Quand Dietram A. Scheufele évoque l’hétérogénéité de ces travaux et des définitions qui les soutiennent, il distingue trois processus : la configuration du cadre [frame building], l’établissement du cadre [frame setting] et les effets du cadrage sur l’individu [individual-level effects of framing]191. Le premier renvoie à la configuration des cadres par les médias. L’autonomie des médias dans ce processus est contrainte par, d’une part, le rapport aux sources et aux discours sociaux antérieurs, d’autre part, par la prise en compte des attentes du lectorat (nécessaire résonance culturelle). Ce processus s’inscrit donc au cœur de la relation médias/acteurs sociaux/public.
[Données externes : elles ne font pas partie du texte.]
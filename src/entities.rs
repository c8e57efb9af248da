//! Entity extraction
//!
//! Pulls the facts the reference resolver cares about (directory, files,
//! host, process) out of a command line and its output. Purely lexical.

use crate::context::{Entities, EntityClass, EntityValue};
use crate::platform::OsFamily;

/// Upper bound on file names remembered from one listing
const MAX_FILES: usize = 100;

const DIR_VERBS: &[&str] = &["cd", "pushd", "chdir"];
const LIST_VERBS: &[&str] = &["ls", "dir", "find", "tree"];
const FILE_VERBS: &[&str] = &[
    "cat", "rm", "cp", "mv", "touch", "zip", "unzip", "head", "tail", "less", "more", "del",
    "type", "copy", "move", "open", "nano", "vim", "code", "chmod", "stat", "wc",
];
const NETWORK_VERBS: &[&str] = &[
    "ping", "ssh", "curl", "wget", "traceroute", "tracert", "nslookup", "dig", "scp", "telnet",
];
const PROCESS_VERBS: &[&str] = &["kill", "pkill", "killall", "taskkill"];
const PROCESS_LIST_VERBS: &[&str] = &["ps", "top", "htop", "tasklist"];

/// What an executed command was about
#[derive(Clone, Debug, Default, PartialEq)]
pub struct Extraction {
    pub kind: Option<String>,
    pub entities: Entities,
}

/// Derive a kind and entities from `command` and its captured `output`
pub fn extract(command: &str, output: Option<&str>, family: OsFamily) -> Extraction {
    let mut tokens = command.split_whitespace();
    let head = match tokens.next() {
        Some(h) => h.to_lowercase(),
        None => return Extraction::default(),
    };
    let args: Vec<&str> = tokens.collect();
    let operands: Vec<&str> = args.iter().copied().filter(|a| !is_flag(a, family)).collect();

    let mut entities = Entities::new();
    let verb = head.as_str();

    let kind = if DIR_VERBS.contains(&verb) {
        if let Some(dir) = operands.first() {
            entities.insert(EntityClass::Dir, EntityValue::from(*dir));
        }
        Some("directory")
    } else if LIST_VERBS.contains(&verb) {
        if let Some(dir) = operands.iter().find(|o| !o.contains(['*', '?'])) {
            entities.insert(EntityClass::Dir, EntityValue::from(*dir));
        }
        let files = output.map(listed_files).unwrap_or_default();
        if !files.is_empty() {
            entities.insert(EntityClass::Files, EntityValue::List(files));
        }
        Some("files")
    } else if FILE_VERBS.contains(&verb) {
        let files: Vec<String> = operands
            .iter()
            .filter(|o| !looks_like_mode(o))
            .map(|o| o.to_string())
            .collect();
        if !files.is_empty() {
            entities.insert(EntityClass::Files, EntityValue::List(files));
        }
        Some("files")
    } else if NETWORK_VERBS.contains(&verb) {
        if let Some(target) = operands.first() {
            entities.insert(EntityClass::Host, EntityValue::Text(host_of(target)));
        }
        Some("network")
    } else if PROCESS_VERBS.contains(&verb) {
        if let Some(process) = process_operand(verb, &args) {
            entities.insert(EntityClass::Process, EntityValue::Text(process));
        }
        Some("process")
    } else if PROCESS_LIST_VERBS.contains(&verb) {
        Some("process")
    } else {
        None
    };

    Extraction {
        kind: kind.map(str::to_string),
        entities,
    }
}

/// `/x` switches only exist on Windows; on POSIX they are paths
fn is_flag(token: &str, family: OsFamily) -> bool {
    token.starts_with('-')
        || (family == OsFamily::Windows && token.starts_with('/') && (2..=3).contains(&token.len()))
}

fn looks_like_mode(token: &str) -> bool {
    token.chars().all(|c| c.is_ascii_digit()) || token.contains('+') || token.contains('=')
}

/// File names from listing output, skipping `ls -l` totals and headers
fn listed_files(output: &str) -> Vec<String> {
    output
        .lines()
        .map(str::trim)
        .filter(|l| !l.is_empty() && !l.starts_with("total "))
        .filter_map(|line| {
            let fields: Vec<&str> = line.split_whitespace().collect();
            if fields.len() >= 9 && fields[0].len() >= 10 {
                // long listing: permissions links owner group size month day time name...
                Some(fields[8..].join(" "))
            } else if fields.len() == 1 || !line.contains("  ") {
                Some(line.to_string())
            } else {
                None
            }
        })
        .filter(|name| name != "." && name != "..")
        .take(MAX_FILES)
        .collect()
}

/// Strip scheme, credentials, port and path from a network target
fn host_of(target: &str) -> String {
    let without_scheme = target.split("://").last().unwrap_or(target);
    let without_user = without_scheme.rsplit('@').next().unwrap_or(without_scheme);
    let host = without_user
        .split(['/', ':'])
        .next()
        .unwrap_or(without_user);
    host.to_string()
}

fn process_operand(verb: &str, args: &[&str]) -> Option<String> {
    if verb == "taskkill" {
        return args
            .windows(2)
            .find(|w| w[0].eq_ignore_ascii_case("/pid") || w[0].eq_ignore_ascii_case("/im"))
            .map(|w| w[1].to_string());
    }
    args.iter()
        .find(|a| !a.starts_with('-'))
        .map(|a| a.to_string())
}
Le deuxième renvoie à l’interaction entre les cadres médiatiques et ceux du public c’est-à-dire à l’influence des cadres médiatiques comme variable indépendante [frame as independent variable] sur les cadres du public comme variable dépendante [frame as dependent variable]. L’établissement du cadre concerne ainsi la manière dont un cadre initié par les médias [frame building] se stabilise dans sa confrontation aux connaissances, opinions et prédispositions de son public.

L’étude du troisième s’attache aux effets du cadrage médiatique en termes de comportements et d’attitudes.

La distinction entre configuration et établissement du cadre recoupe largement la distinction opéréé par Eliseo Veron entre « grammaire de production » et « grammaire de reconnaissance». Dans notre perspective, le cadre se situe bel et bien entre production et réception ; s’il est initié par l’instance médiatique, il porte aussi la marque de l’adaptation à l’instance cible. Cette résonance recherchée au sein du public est la condition de félicité du cadre et de sa stabilisation.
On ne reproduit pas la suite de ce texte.